If the Indian Army Chief believes that Nepal needs to be told by China to counter India, he is wrong: Nepal has long wanted to counter India. China only became a factor because of Nepal’s distrust of India. For years, hegemonic behaviour from New Delhi has been compromising India’s interests.

Earlier this month, Defence Minister Rajnath Singh inaugurated a much-awaited roadway in the Himalayas, meant to support pilgrims travelling to Mansarovar. The road is a godsend for those making the strenuous trek up to the abode of Siva at over 17,000 feet high. But there is a problem: It runs through Kalapani – territory which is claimed by both India and Nepal as being their own.

A day after the road was inaugurated by Defence Minister Rajnath Singh, Nepal protested – claiming that India’s road-building activity in the area violates its sovereignty. Nepal later scurried to issue redrawn official maps, showing the region as part of its own territory. On his part, India’s Army Chief MM Naravane made things worse: He insinuated that Nepal was protesting “at the behest of someone else” – a comment that could only mean China.

The story of a foreign country building roadways through disputed territory should sound familiar to Indians; it is what India often holds grudges against China for – in the Northeast and in Kashmir. Understandably, therefore, the Nepalis are quite livid.
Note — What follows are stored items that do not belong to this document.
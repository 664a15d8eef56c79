use rapier3d::prelude::ColliderBuilder;
use serde::{Deserialize, Serialize};

/// Surface and mass properties shared by every collider in the scene
#[derive(Clone, Copy, Debug, PartialEq, Serialize, Deserialize)]
#[serde(default)]
pub struct MaterialPreset {
    /// Friction coefficient (0.0 = frictionless)
    pub friction: f32,
    /// Restitution/bounciness (0.0 = no bounce, 1.0 = perfect bounce)
    pub restitution: f32,
    /// Density in kg/m^3, used for mass and inertia of dynamic bodies
    pub density: Option<f32>,
}

impl MaterialPreset {
    pub fn new(friction: f32, restitution: f32) -> Self {
        Self {
            friction,
            restitution,
            density: None,
        }
    }

    pub fn with_density(friction: f32, restitution: f32, density: f32) -> Self {
        Self {
            friction,
            restitution,
            density: Some(density),
        }
    }

    /// Material used by the throughput scene: moderate friction, lively bounce, water density
    pub fn benchmark() -> Self {
        Self::with_density(0.5, 0.6, 1000.0)
    }

    /// Apply friction and restitution, and density when `with_mass` is set.
    ///
    /// Static geometry skips density since fixed bodies ignore mass.
    pub fn apply(&self, builder: ColliderBuilder, with_mass: bool) -> ColliderBuilder {
        let builder = builder
            .friction(self.friction)
            .restitution(self.restitution);
        match self.density {
            Some(density) if with_mass => builder.density(density),
            _ => builder,
        }
    }
}

impl Default for MaterialPreset {
    fn default() -> Self {
        Self::benchmark()
    }
}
The Army Chief’s comments have drawn much flak too, for obvious reasons: They cast Nepal as a small and weak country, incapable of independent decision-making. Worse, they label Nepal as a Chinese vassal state.
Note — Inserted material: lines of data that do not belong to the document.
//! Run results and their console / file renderings

use std::fs::File;
use std::io::{BufWriter, Write};
use std::path::{Path, PathBuf};
use std::time::Duration;

use serde::{Deserialize, Serialize};

use crate::error::{BenchError, BenchResult};
use crate::motion::MotionQuality;

pub const TABLE_HEADER: &str = "Motion Quality, Thread Count, Steps / Second";
pub const PER_FRAME_HEADER: &str = "Frame, Time (ms)";

/// Timing of a single (motion quality, thread count) run
#[derive(Clone, Debug, Serialize, Deserialize)]
pub struct RunResult {
    pub motion_quality: MotionQuality,
    pub threads: usize,
    /// Wall time of each step, in step order
    pub frame_times: Vec<Duration>,
}

impl RunResult {
    pub fn new(motion_quality: MotionQuality, threads: usize, frame_times: Vec<Duration>) -> Self {
        Self {
            motion_quality,
            threads,
            frame_times,
        }
    }

    pub fn iterations(&self) -> usize {
        self.frame_times.len()
    }

    /// Time spent inside `step`, excluding setup and file output
    pub fn total_step_time(&self) -> Duration {
        self.frame_times.iter().sum()
    }

    pub fn steps_per_second(&self) -> f64 {
        let secs = self.total_step_time().as_secs_f64();
        if secs > 0.0 {
            self.iterations() as f64 / secs
        } else {
            0.0
        }
    }

    pub fn stats(&self) -> FrameStats {
        FrameStats::from_durations(&self.frame_times)
    }

    /// Results table line: `<condition>, <thread count>, <steps/second>`
    pub fn table_line(&self) -> String {
        format!(
            "{}, {}, {:.3}",
            self.motion_quality,
            self.threads,
            self.steps_per_second()
        )
    }

    pub fn per_frame_file_name(&self, prefix: &str) -> String {
        format!(
            "{}_per_frame_{}_th{}.csv",
            prefix, self.motion_quality, self.threads
        )
    }

    /// Write `Frame, Time (ms)` rows, one per step
    pub fn write_per_frame<W: Write>(&self, out: &mut W) -> std::io::Result<()> {
        writeln!(out, "{}", PER_FRAME_HEADER)?;
        for (frame, duration) in self.frame_times.iter().enumerate() {
            writeln!(out, "{}, {:.6}", frame, duration_ms(*duration))?;
        }
        Ok(())
    }

    /// Write the per-frame CSV into `dir`, creating it if needed
    pub fn export_per_frame(&self, dir: &Path, prefix: &str) -> BenchResult<PathBuf> {
        std::fs::create_dir_all(dir).map_err(|e| BenchError::io(dir, e))?;
        let path = dir.join(self.per_frame_file_name(prefix));

        let file = File::create(&path).map_err(|e| BenchError::io(&path, e))?;
        let mut writer = BufWriter::new(file);
        self.write_per_frame(&mut writer)
            .and_then(|_| writer.flush())
            .map_err(|e| BenchError::io(&path, e))?;
        Ok(path)
    }
}

fn duration_ms(duration: Duration) -> f64 {
    duration.as_secs_f64() * 1.0e3
}

/// Per-frame timing distribution, in milliseconds
#[derive(Clone, Copy, Debug, Default, PartialEq, Serialize, Deserialize)]
pub struct FrameStats {
    pub min_ms: f64,
    pub max_ms: f64,
    pub mean_ms: f64,
    pub p95_ms: f64,
}

impl FrameStats {
    pub fn from_durations(durations: &[Duration]) -> Self {
        if durations.is_empty() {
            return Self::default();
        }

        let mut samples: Vec<f64> = durations.iter().map(|d| duration_ms(*d)).collect();
        samples.sort_by(f64::total_cmp);

        let mean_ms = samples.iter().sum::<f64>() / samples.len() as f64;
        let p95_index = ((samples.len() - 1) as f64 * 0.95).round() as usize;

        Self {
            min_ms: samples[0],
            max_ms: samples[samples.len() - 1],
            mean_ms,
            p95_ms: samples[p95_index],
        }
    }
}

/// Summary row of the JSON export
#[derive(Clone, Debug, Serialize, Deserialize)]
pub struct RunSummary {
    pub motion_quality: MotionQuality,
    pub threads: usize,
    pub iterations: usize,
    pub steps_per_second: f64,
    pub frame_stats: FrameStats,
}

impl From<&RunResult> for RunSummary {
    fn from(run: &RunResult) -> Self {
        Self {
            motion_quality: run.motion_quality,
            threads: run.threads,
            iterations: run.iterations(),
            steps_per_second: run.steps_per_second(),
            frame_stats: run.stats(),
        }
    }
}

/// Aggregated sweep report
#[derive(Clone, Debug, Default)]
pub struct SweepReport {
    pub runs: Vec<RunResult>,
    /// Wall time of the whole sweep including world setup
    pub total_time: Duration,
}

#[derive(Serialize)]
struct SweepSummary<'a> {
    total_time_secs: f64,
    dynamic_bodies: usize,
    runs: Vec<RunSummary>,
    #[serde(skip_serializing_if = "Option::is_none")]
    note: Option<&'a str>,
}

impl SweepReport {
    /// Best throughput per motion quality, in sweep order
    pub fn best_runs(&self) -> Vec<&RunResult> {
        let mut best: Vec<&RunResult> = Vec::new();
        for run in &self.runs {
            match best
                .iter()
                .position(|b| b.motion_quality == run.motion_quality)
            {
                Some(i) if run.steps_per_second() > best[i].steps_per_second() => best[i] = run,
                Some(_) => {}
                None => best.push(run),
            }
        }
        best
    }

    pub fn to_json(&self, dynamic_bodies: usize) -> Result<String, serde_json::Error> {
        let note = (!crate::parallel_enabled())
            .then_some("engine built without the parallel feature; thread count has no effect");
        serde_json::to_string_pretty(&SweepSummary {
            total_time_secs: self.total_time.as_secs_f64(),
            dynamic_bodies,
            runs: self.runs.iter().map(RunSummary::from).collect(),
            note,
        })
    }

    pub fn export_json(&self, path: &Path, dynamic_bodies: usize) -> BenchResult<()> {
        let json = self.to_json(dynamic_bodies)?;
        if let Some(parent) = path.parent().filter(|p| !p.as_os_str().is_empty()) {
            std::fs::create_dir_all(parent).map_err(|e| BenchError::io(parent, e))?;
        }
        std::fs::write(path, json).map_err(|e| BenchError::io(path, e))
    }
}

#[cfg(test)]
mod tests {
    use super::*;
    use approx::assert_relative_eq;

    fn run(mode: MotionQuality, threads: usize, ms: &[u64]) -> RunResult {
        RunResult::new(
            mode,
            threads,
            ms.iter().map(|m| Duration::from_millis(*m)).collect(),
        )
    }

    #[test]
    fn test_steps_per_second() {
        let result = run(MotionQuality::Discrete, 1, &[10, 20, 10, 10]);
        assert_eq!(result.iterations(), 4);
        assert_relative_eq!(result.steps_per_second(), 4.0 / 0.05, max_relative = 1e-9);
    }

    #[test]
    fn test_zero_time_gives_zero_throughput() {
        let result = RunResult::new(MotionQuality::Ccd, 2, vec![Duration::ZERO; 3]);
        assert_eq!(result.steps_per_second(), 0.0);
    }

    #[test]
    fn test_table_line() {
        let result = run(MotionQuality::Ccd, 8, &[2, 2]);
        assert_eq!(result.table_line(), "CCD, 8, 500.000");
    }

    #[test]
    fn test_per_frame_file_name() {
        let result = run(MotionQuality::Discrete, 3, &[1]);
        assert_eq!(
            result.per_frame_file_name("rapier"),
            "rapier_per_frame_Discrete_th3.csv"
        );
    }

    #[test]
    fn test_per_frame_rows() {
        let result = RunResult::new(
            MotionQuality::Discrete,
            1,
            vec![Duration::from_micros(1500), Duration::from_micros(250)],
        );
        let mut out = Vec::new();
        result.write_per_frame(&mut out).unwrap();

        let text = String::from_utf8(out).unwrap();
        let lines: Vec<&str> = text.lines().collect();
        assert_eq!(lines, vec!["Frame, Time (ms)", "0, 1.500000", "1, 0.250000"]);
    }

    #[test]
    fn test_frame_stats() {
        let ms: Vec<u64> = (1..=100).collect();
        let stats = run(MotionQuality::Discrete, 1, &ms).stats();
        assert_relative_eq!(stats.min_ms, 1.0);
        assert_relative_eq!(stats.max_ms, 100.0);
        assert_relative_eq!(stats.mean_ms, 50.5);
        assert_relative_eq!(stats.p95_ms, 95.0);
    }

    #[test]
    fn test_frame_stats_empty() {
        assert_eq!(FrameStats::from_durations(&[]), FrameStats::default());
    }

    #[test]
    fn test_best_runs_per_mode() {
        let report = SweepReport {
            runs: vec![
                run(MotionQuality::Discrete, 1, &[10]),
                run(MotionQuality::Discrete, 2, &[5]),
                run(MotionQuality::Ccd, 1, &[20]),
                run(MotionQuality::Ccd, 2, &[25]),
            ],
            total_time: Duration::from_secs(1),
        };

        let best = report.best_runs();
        assert_eq!(best.len(), 2);
        assert_eq!((best[0].motion_quality, best[0].threads), (MotionQuality::Discrete, 2));
        assert_eq!((best[1].motion_quality, best[1].threads), (MotionQuality::Ccd, 1));
    }

    #[test]
    fn test_json_export() {
        let report = SweepReport {
            runs: vec![run(MotionQuality::Ccd, 4, &[4, 4])],
            total_time: Duration::from_millis(30),
        };
        let json = report.to_json(1764).unwrap();
        assert!(json.contains("\"motion_quality\": \"ccd\""));
        assert!(json.contains("\"dynamic_bodies\": 1764"));
        assert!(json.contains("steps_per_second"));
    }
}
To be sure, the roadway through Kalapani is important to India: Apart from assisting pilgrims, it would also help boost the local economy, including by facilitating border trade. But the spiralling diplomatic fallout is characteristic of India’s relationships in South Asia. For years, hegemonic behaviour from New Delhi has been destroying mutual trust between India and its smaller neighbours – and compromising India’s interests. In result, projects that are crucial to India’s security and growth have been jeopardised.

Take Nepal and Bhutan, the two countries with whom India has a special Friendship Treaty. No visas are required for travel to India for Nepali and Bhutanese citizens – and vice-versa for Indians. India has also spent money on subsidies for Nepal and Bhutan, particularly on fuel. In the case of Bhutan, the Indian army serves its national defence needs. And Nepalis have even served in the Indian army.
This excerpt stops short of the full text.